Flagstaff sticks with treated wastewater for snow

By Felicia Fonseca
Flagstaff, Arizona (AP) September 2010

The Flagstaff City Council has voted to stick with its original contract to send treated wastewater to a northern Arizona ski resort for snowmaking, but skiers won't be heading down the slopes on artificial snow anytime soon.

The council voted 5-2 Sept. 2 to reaffirm a 2002 contract that calls for 552 acre feet of treated wastewater per year to go to the Arizona Snowbowl, essentially rejecting a proposal to use potable water or a combination of the water sources.

By sticking with treated wastewater, a pending lawsuit challenging the health risks of the water can move forward. The lawsuit in federal court in Phoenix is expected to tie the hands of Snowbowl owners for years, delaying construction of snowmaking equipment.

“I'm glad I'll hopefully have my day in court and justice will be served,” said one of the plaintiffs and a Navajo tribal member, Clayson Benally.

Snowbowl owner Eric Borowsky said he's committed to following through with snowmaking and was certain the resolution of the lawsuit would be in the resort's favor.

“If you don't have snowmaking, the question is not if you'll go out of business, it's when,” he said.

Snowmaking has been a contentious issue in this mountain town. With varying snow levels year to year, the success of the resort never is certain. American Indian tribes have fought snowmaking for years, contending it would desecrate the San Francisco Peaks that they consider sacred and liken to family.

The special City Council meeting came after the U.S. Department of Agriculture suggested that treated wastewater be swapped for potable water as a compromise among the parties. The council heard hours of debate over the issue Monday but postponed a vote until Thursday.

Councilman Art Babbott said he based his choice of treated wastewater not on the tribes' sentiments toward the peaks or the recommendation of the USDA but on how best to provide for Flagstaff citizens now and in the future.

“We will make very bad policies here if we allow entities outside our jurisdiction to dictate what we do,” he said. “And if that means losing appeasement, so be it.”

Councilwoman Coral Evans took issue with the USDA stepping into the debate last year after the tribes lost a yearslong court battle over religious freedom.

“I think they re-created a bad situation and made it even worse,” said Evans, who voted for use of treated wastewater.

The U.S. Forest Service under the USDA ultimately granted a permit in July for the construction of snowmaking equipment after it became evident that tribal leaders said they would not support snowmaking regardless of the water source.

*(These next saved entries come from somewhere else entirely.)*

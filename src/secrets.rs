//! Start-up credentials.
//!
//! Each credential is read from a 1Password reference through the `op` CLI,
//! falling back to an environment variable when the deployment allows it.
//! Values live in `Zeroizing` buffers and never appear in `Debug` output.

use std::env;
use std::fmt;
use std::process::Command;
use tracing::{error, info, warn};
use zeroize::Zeroizing;

#[derive(Debug, thiserror::Error)]
pub enum SecretError {
    #[error("Required credential {0} is not configured")]
    Missing(&'static str),

    #[error("1Password lookup for {name} failed: {reason}")]
    OnePassword { name: &'static str, reason: String },
}

/// Where credentials may come from
#[derive(Debug, Clone)]
pub struct SecretConfig {
    /// Accept environment variables when 1Password has nothing
    pub allow_env_vars: bool,
    /// Treat a failed `op read` as fatal
    pub require_op_cli: bool,
}

impl Default for SecretConfig {
    fn default() -> Self {
        Self {
            allow_env_vars: cfg!(debug_assertions),
            require_op_cli: false,
        }
    }
}

impl SecretConfig {
    /// Defaults overridden by `SECRETS_ALLOW_ENV` and `SECRETS_REQUIRE_OP`
    pub fn from_env() -> Self {
        let defaults = Self::default();
        Self {
            allow_env_vars: env_flag("SECRETS_ALLOW_ENV").unwrap_or(defaults.allow_env_vars),
            require_op_cli: env_flag("SECRETS_REQUIRE_OP").unwrap_or(defaults.require_op_cli),
        }
    }
}

fn env_flag(name: &str) -> Option<bool> {
    match env::var(name).ok()?.trim().to_ascii_lowercase().as_str() {
        "1" | "true" | "yes" => Some(true),
        "0" | "false" | "no" => Some(false),
        other => {
            warn!("Ignoring {}={:?}, expected true or false", name, other);
            None
        }
    }
}

/// One credential and the places it is looked up
struct Credential {
    name: &'static str,
    op_reference: &'static str,
    env_var: &'static str,
}

const TWILIO_TOKEN: Credential = Credential {
    name: "twilio auth token",
    op_reference: "op://Trading/Twilio/auth_token",
    env_var: "TWILIO_AUTH_TOKEN",
};

const GATEWAY_TOKEN: Credential = Credential {
    name: "broker gateway token",
    op_reference: "op://Trading/BrokerGateway/token",
    env_var: "BROKER_GATEWAY_TOKEN",
};

const API_KEYS: Credential = Credential {
    name: "operator api keys",
    op_reference: "op://Trading/Tradegate/api_keys",
    env_var: "API_KEYS",
};

impl Credential {
    /// `Ok(None)` when no allowed source has a non-blank value
    fn resolve(
        &self,
        config: &SecretConfig,
        op_read: impl Fn(&str) -> Result<String, String>,
    ) -> Result<Option<Zeroizing<String>>, SecretError> {
        match op_read(self.op_reference) {
            Ok(value) if !value.trim().is_empty() => {
                info!("Loaded {} from 1Password", self.name);
                return Ok(Some(Zeroizing::new(value.trim().to_string())));
            }
            Ok(_) if config.require_op_cli => {
                return Err(SecretError::OnePassword {
                    name: self.name,
                    reason: "empty value".to_string(),
                });
            }
            Err(reason) if config.require_op_cli => {
                error!("1Password is required but {} could not be read", self.name);
                return Err(SecretError::OnePassword {
                    name: self.name,
                    reason,
                });
            }
            Ok(_) => {}
            Err(reason) => warn!("1Password unavailable for {}: {}", self.name, reason),
        }

        if !config.allow_env_vars {
            return Ok(None);
        }

        match env::var(self.env_var) {
            Ok(value) if !value.trim().is_empty() => {
                warn!(
                    "⚠️  {} taken from ${}; use 1Password in production",
                    self.name, self.env_var
                );
                Ok(Some(Zeroizing::new(value.trim().to_string())))
            }
            _ => Ok(None),
        }
    }
}

fn op_cli_read(reference: &str) -> Result<String, String> {
    let output = Command::new("op")
        .args(["read", reference])
        .output()
        .map_err(|e| format!("cannot run `op`: {}", e))?;

    if !output.status.success() {
        return Err(String::from_utf8_lossy(&output.stderr).trim().to_string());
    }
    String::from_utf8(output.stdout).map_err(|e| format!("non UTF-8 output: {}", e))
}

/// Credentials the control plane needs at start-up
pub struct ControlPlaneSecrets {
    pub twilio_auth_token: Option<Zeroizing<String>>,
    pub gateway_token: Option<Zeroizing<String>>,
    /// Comma-separated operator API keys
    pub api_keys: Zeroizing<String>,
}

impl fmt::Debug for ControlPlaneSecrets {
    fn fmt(&self, f: &mut fmt::Formatter<'_>) -> fmt::Result {
        f.debug_struct("ControlPlaneSecrets")
            .field("twilio_auth_token", &self.twilio_auth_token.as_ref().map(|_| "<redacted>"))
            .field("gateway_token", &self.gateway_token.as_ref().map(|_| "<redacted>"))
            .field("api_keys", &"<redacted>")
            .finish()
    }
}

impl ControlPlaneSecrets {
    pub fn load(config: &SecretConfig) -> Result<Self, SecretError> {
        Self::load_with(config, op_cli_read)
    }

    fn load_with(
        config: &SecretConfig,
        op_read: impl Fn(&str) -> Result<String, String> + Copy,
    ) -> Result<Self, SecretError> {
        Ok(Self {
            twilio_auth_token: TWILIO_TOKEN.resolve(config, op_read)?,
            gateway_token: GATEWAY_TOKEN.resolve(config, op_read)?,
            api_keys: API_KEYS
                .resolve(config, op_read)?
                .ok_or(SecretError::Missing(API_KEYS.name))?,
        })
    }
}
//! Concrete adapters for the domain ports.

pub mod gateway_client;
pub mod oracle_client;
pub mod twilio_client;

Council members Mayor Sara Presler and Karla Brewster both favored sending the more expensive potable water up a pipeline to the resort. The USDA had pledged to offset the cost of the potable water if the council chose that option.

Presler said she found it “drastically irresponsible” to sell a future water source but would rather utilize one that is considered of higher quality.

A move to allow the Snowbowl to use potable water for the first five years, clearing the way for snowmaking construction, then switch to treated wastewater for the remaining 15 years failed.